In the late years of the Republic, supplies of wheat were stockpiled in storehouses, to be used if famine threatened the populace, when it would then be made available at a discounted price. Under the corn law of Gaius Gracchus in 123 BCE, the government was obligated to supply six and a half bushels of corn to each Roman householder at a reduced price. By 58 BCE, Publius Clodius—the guy who crashed the women-only rituals of Bona Dea, who bent the rules to get elected tribune, who exiled Cicero and Cato, and who hired thugs to physically assault his opponents—made the wheat allotment free to the public. It seems to be one of the first things he did as tribune, probably to ingratiate himself with the general populice. The satirist Juvenal, writing a century later, coined the famous phrase panem et circenses or "bread and circuses", referring to the government's method of keeping the plebeians happy and building popular support: it was a rather transparent way of bribing the people with food and entertainment to keep them careless of the corruption of the government. Whether this strategy worked for Clodius with regard to the masses is not known; however, his nasty tactics led him to be killed five years later by a rival politician's mob.

Cynical motives aside, the annona was a popular program and ensured that the people of Rome were fed. The number of people receiving the annona ranged over time from 100,000 to 300,000 people, depending on the eligibility laws of the day.

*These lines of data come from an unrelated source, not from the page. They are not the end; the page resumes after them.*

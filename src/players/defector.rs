use crate::*;

/// Defects every round, whatever happens.
#[derive(Debug, Clone)]
pub struct AlwaysDefect {
    name: String,
    memory: Memory,
}

impl AlwaysDefect {
    pub fn new(name: impl Into<String>) -> Self {
        Self {
            name: name.into(),
            memory: Memory::default(),
        }
    }
}

#[async_trait::async_trait]
impl Player for AlwaysDefect {
    fn name(&self) -> &str {
        &self.name
    }
    fn memory(&self) -> &Memory {
        &self.memory
    }
    async fn decide(&mut self, _: &Memory) -> Result<Move, DecisionError> {
        Ok(Move::Defect)
    }
    fn record(&mut self, outcome: Outcome) {
        self.memory.push(outcome);
    }
}

#[cfg(test)]
mod tests {
    use super::*;

    #[tokio::test]
    async fn always_defects() {
        let mut player = AlwaysDefect::new("grim");
        let histories = [
            Memory::default(),
            Memory::from(vec![Outcome::new(Move::Cooperate, Move::Cooperate, 3)]),
            Memory::from(vec![Outcome::new(Move::Defect, Move::Defect, 1)]),
        ];
        for history in histories.iter() {
            assert_eq!(player.decide(history).await.unwrap(), Move::Defect);
            player.record(Outcome::new(Move::Defect, Move::Cooperate, 5));
        }
        assert_eq!(player.memory().len(), 3);
    }
}
use crate::*;

/// Trailing characters skipped over to reach the move letter.
const CLOSERS: [char; 8] = ['.', '!', '?', '\'', '"', '`', '\u{2019}', '\u{201D}'];

/// Reads the move letter off the end of a completion.
///
/// The prompt asks for step-by-step reasoning followed by the bare letter, so
/// the letter is the last character, or the one before a closing
/// punctuation mark or quote. Anything else is rejected rather than guessed.
pub fn extract(text: &str) -> Result<Move, DecisionError> {
    let mut tail = text.trim().chars().rev();
    let last = tail.next().ok_or(DecisionError::Empty)?;
    let token = match CLOSERS.contains(&last) {
        true => tail.next().ok_or(DecisionError::Unrecognized(last))?,
        false => last,
    };
    Move::try_from(token).map_err(DecisionError::Unrecognized)
}
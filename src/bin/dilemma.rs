//! Dilemma Binary
//!
//! Plays one iterated Prisoner's Dilemma match and prints a summary.
//!
//! Options: --config, --rounds, --player1, --player2, --retries, --abort-on-stale, --pace-ms

use clap::Parser;
use clap::ValueEnum;
use colored::*;
use std::path::PathBuf;
use std::sync::Arc;
use tomdilemma::*;

#[derive(Debug, Clone, Copy, ValueEnum)]
enum Kind {
    /// Language model reasoning from its beliefs.
    Model,
    /// Language model reasoning from the raw history.
    ModelHistory,
    TitForTat,
    AlwaysDefect,
}

#[derive(Debug, Parser)]
#[command(name = "dilemma", about = "Iterated Prisoner's Dilemma between language-model agents")]
struct Args {
    /// TOML configuration file; only required when a model player is seated.
    #[arg(long, default_value = "config.toml")]
    config: PathBuf,
    #[arg(long)]
    rounds: Option<usize>,
    #[arg(long, value_enum, default_value_t = Kind::Model)]
    player1: Kind,
    #[arg(long, value_enum, default_value_t = Kind::Model)]
    player2: Kind,
    /// Extra attempts after a failed decision.
    #[arg(long)]
    retries: Option<usize>,
    /// Stop the match when a belief update fails.
    #[arg(long)]
    abort_on_stale: bool,
    #[arg(long)]
    pace_ms: Option<u64>,
    #[arg(long, default_value = PRISONERS_DILEMMA)]
    game: String,
}

impl Args {
    fn needs_model(&self) -> bool {
        [self.player1, self.player2]
            .iter()
            .any(|k| matches!(k, Kind::Model | Kind::ModelHistory))
    }
}

/// Lazily built shared generator plus the rules it plays by.
struct Seating {
    generator: Option<Arc<dyn Generator>>,
    rulebook: Rulebook,
    kind: String,
}

impl Seating {
    fn player(&self, name: &str, kind: Kind) -> anyhow::Result<Box<dyn Player>> {
        let mode = match kind {
            Kind::TitForTat => return Ok(Box::new(TitForTat::new(name))),
            Kind::AlwaysDefect => return Ok(Box::new(AlwaysDefect::new(name))),
            Kind::Model => Mode::Beliefs,
            Kind::ModelHistory => Mode::History,
        };
        let generator = self
            .generator
            .clone()
            .ok_or_else(|| anyhow::anyhow!("model player requested without an llm endpoint"))?;
        Ok(Box::new(ModelPlayer::build(
            name,
            generator,
            &self.rulebook,
            &self.kind,
            mode,
        )?))
    }
}

fn summarize(game: &Game) {
    let history = game.history();
    let (one, two) = (game.player(0), game.player(1));
    for record in history.iter() {
        println!("{}", record);
    }
    match (
        Statistics::average_payoff(history),
        Statistics::total_payoff(history),
        Statistics::most_common_move(history),
        Statistics::cooperation_rate(history),
    ) {
        (Ok(avg), Ok(total), Ok(mode), Ok(rate)) => {
            println!("{}", "------".dimmed());
            for (seat, player) in [one, two].into_iter().enumerate() {
                let (a, t, m, r) = match seat {
                    0 => (avg.0, total.0, mode.0, rate.0),
                    _ => (avg.1, total.1, mode.1, rate.1),
                };
                println!(
                    "{:<10} average {} total {} most common {} cooperation {:.0}%",
                    player.name().bold(),
                    format!("{:.2}", a).green(),
                    format!("{}", t).yellow(),
                    format!("{}", m).cyan(),
                    r * 100.0
                );
            }
        }
        _ => println!("{}", "no rounds completed".red()),
    }
    for player in [one, two] {
        if let Some(belief) = player.belief() {
            println!("{} believes {}", player.name().bold(), belief);
        }
    }
}

#[tokio::main]
async fn main() -> anyhow::Result<()> {
    let logfile = log()?;
    log::debug!("[main] logging to {}", logfile.display());
    let args = Args::parse();
    let config = match args.config.exists() {
        true => Some(Config::load(&args.config)?),
        false if args.needs_model() => Some(Config::load(&args.config)?),
        false => None,
    };
    let mut settings = config.as_ref().map(Config::settings).unwrap_or_else(|| Settings {
        pace: std::time::Duration::from_millis(DEFAULT_PACE_MS),
        ..Settings::default()
    });
    if let Some(retries) = args.retries {
        settings.retries = retries;
    }
    if let Some(pace) = args.pace_ms {
        settings.pace = std::time::Duration::from_millis(pace);
    }
    if args.abort_on_stale {
        settings.on_belief_failure = Tolerance::Abort;
    }
    let rounds = args
        .rounds
        .or(config.as_ref().map(|c| c.game.rounds))
        .unwrap_or(DEFAULT_ROUNDS);
    let seating = Seating {
        generator: match config.as_ref() {
            Some(c) if args.needs_model() => {
                Some(Arc::new(Chat::new(c.llm.clone())?) as Arc<dyn Generator>)
            }
            _ => None,
        },
        rulebook: match config.as_ref() {
            Some(c) => c.rulebook()?,
            None => Rulebook::default(),
        },
        kind: args.game.clone(),
    };
    let mut game = Game::new(
        [
            seating.player("Alice", args.player1)?,
            seating.player("Bob", args.player2)?,
        ],
        settings,
    );
    log::info!("[main] playing {} rounds of {}", rounds, args.game);
    let result = game.play_match(rounds).await;
    summarize(&game);
    if let Err(error) = &result {
        println!(
            "{} stopped the match in round {}",
            game.player(error.seat()).name().bold(),
            error.round()
        );
    }
    result.map(|_| ()).map_err(anyhow::Error::from)
}
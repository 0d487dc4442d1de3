use super::*;
use crate::*;

/// Post-hoc aggregates over a (possibly partial) match history.
pub struct Statistics;

impl Statistics {
    /// Mean payoff per player.
    pub fn average_payoff(history: &[Record]) -> Result<(Utility, Utility), EmptyHistory> {
        let (one, two) = Self::total_payoff(history)?;
        let n = history.len() as Utility;
        Ok((one as Utility / n, two as Utility / n))
    }

    /// Sum of payoffs per player.
    pub fn total_payoff(history: &[Record]) -> Result<(Payoff, Payoff), EmptyHistory> {
        Self::nonempty(history)?;
        Ok(history
            .iter()
            .fold((0, 0), |(a, b), r| (a + r.payoff(0), b + r.payoff(1))))
    }

    /// Most frequent move per player, ties going to whichever appeared first.
    pub fn most_common_move(history: &[Record]) -> Result<(Move, Move), EmptyHistory> {
        let one = Self::mode(history.iter().map(|r| r.decision(0))).ok_or(EmptyHistory)?;
        let two = Self::mode(history.iter().map(|r| r.decision(1))).ok_or(EmptyHistory)?;
        Ok((one, two))
    }

    /// Share of rounds in which each player cooperated.
    pub fn cooperation_rate(history: &[Record]) -> Result<(Utility, Utility), EmptyHistory> {
        Self::nonempty(history)?;
        let n = history.len() as Utility;
        let count = |seat: Seat| {
            history
                .iter()
                .filter(|r| r.decision(seat) == Move::Cooperate)
                .count() as Utility
        };
        Ok((count(0) / n, count(1) / n))
    }

    fn nonempty(history: &[Record]) -> Result<(), EmptyHistory> {
        match history.is_empty() {
            true => Err(EmptyHistory),
            false => Ok(()),
        }
    }

    /// Counts in first-seen order; only a strictly higher count displaces the leader.
    fn mode(moves: impl Iterator<Item = Move>) -> Option<Move> {
        let mut counts = Vec::<(Move, usize)>::new();
        for m in moves {
            match counts.iter_mut().find(|(seen, _)| *seen == m) {
                Some((_, n)) => *n += 1,
                None => counts.push((m, 1)),
            }
        }
        counts
            .into_iter()
            .fold(None, |best: Option<(Move, usize)>, (m, n)| match best {
                Some((_, top)) if top >= n => best,
                _ => Some((m, n)),
            })
            .map(|(m, _)| m)
    }
}

#[cfg(test)]
mod tests {
    use super::*;

    fn history(rows: &[(Move, Move)]) -> History {
        rows.iter()
            .enumerate()
            .map(|(i, &(a, b))| {
                let (p1, p2) = payoff(a, b);
                Record::new(i + 1, [a, b], [p1, p2])
            })
            .collect()
    }

    use Move::Cooperate as C;
    use Move::Defect as D;

    #[test]
    fn average_payoff() {
        let history = history(&[(C, C), (C, D)]);
        assert_eq!(Statistics::average_payoff(&history), Ok((1.5, 4.0)));
    }

    #[test]
    fn total_payoff() {
        let history = history(&[(C, C), (C, D), (D, D)]);
        assert_eq!(Statistics::total_payoff(&history), Ok((4, 9)));
    }

    #[test]
    fn most_common_move() {
        let history = history(&[(C, D), (D, D), (D, C)]);
        assert_eq!(Statistics::most_common_move(&history), Ok((D, D)));
    }

    #[test]
    fn ties_go_to_first_seen() {
        let history = history(&[(C, D), (D, C), (C, D), (D, C)]);
        assert_eq!(Statistics::most_common_move(&history), Ok((C, D)));
    }

    #[test]
    fn mode_of_nothing_is_none() {
        assert_eq!(Statistics::mode(std::iter::empty()), None);
        assert_eq!(Statistics::mode([D].into_iter()), Some(D));
    }

    #[test]
    fn cooperation_rate() {
        let history = history(&[(C, D), (C, D), (D, D), (C, C)]);
        assert_eq!(Statistics::cooperation_rate(&history), Ok((0.75, 0.25)));
    }

    #[test]
    fn empty_history() {
        assert_eq!(Statistics::average_payoff(&[]), Err(EmptyHistory));
        assert_eq!(Statistics::most_common_move(&[]), Err(EmptyHistory));
        assert_eq!(Statistics::total_payoff(&[]), Err(EmptyHistory));
        assert_eq!(Statistics::cooperation_rate(&[]), Err(EmptyHistory));
    }
}
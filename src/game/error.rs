use crate::*;

/// Why a match stopped before playing every requested round.
#[derive(Debug)]
pub enum MatchError {
    Decision {
        round: usize,
        seat: Seat,
        error: DecisionError,
    },
    Belief {
        round: usize,
        seat: Seat,
        error: BeliefError,
    },
}

impl MatchError {
    pub fn round(&self) -> usize {
        match self {
            Self::Decision { round, .. } | Self::Belief { round, .. } => *round,
        }
    }
    pub fn seat(&self) -> Seat {
        match self {
            Self::Decision { seat, .. } | Self::Belief { seat, .. } => *seat,
        }
    }
}

impl std::fmt::Display for MatchError {
    fn fmt(&self, f: &mut std::fmt::Formatter<'_>) -> std::fmt::Result {
        match self {
            Self::Decision { round, seat, error } => {
                write!(f, "round {} P{} decision failed: {}", round, seat, error)
            }
            Self::Belief { round, seat, error } => {
                write!(f, "round {} P{} belief update failed: {}", round, seat, error)
            }
        }
    }
}

impl std::error::Error for MatchError {
    fn source(&self) -> Option<&(dyn std::error::Error + 'static)> {
        match self {
            Self::Decision { error, .. } => Some(error),
            Self::Belief { error, .. } => Some(error),
        }
    }
}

It was in effect until the end of the Roman Empire, though in the 3rd century CE it was given out as bread rather than wheat.

Wheat was luckily never really in short supply in Rome. In the early days, most of the wheat grown for Rome came from Sicily, Umbria and Etruria, though in later days it was imported from Africa and Egypt. Annona the Goddess came to be a personification of these wheat imports and as such was often depicted on coins, many times with the name of the current Emperor next to Her image in large letters, to take credit for the plentiful times. She was shown, much like Abundantia, the personification of abundance, with ships' elements—the prow, rudder or anchor—to suggest the far-off lands in which the grain was grown. Sometimes She holds ears of wheat, or a modius (bushel-basket) filled with grain, or the cornucopia, the horn of plenty. Once in a while She is shown with poppy seed-pods, an old attribute of Demeter, the Greek Grain Goddess (identified with the Roman Ceres) that alludes both to Demeter's Underworld connections (as Earth-Goddess and mother of Kore), and to the poppy's habit of growing amongst the wheat as a weed. Annona also can be shown holding tiny statues in Her hand, either Ceres or Spes, the Roman Goddess of Hope, or Aequitas, who personifies just dealings, and holds a balance to symbolize the fair and even distribution of the wheat.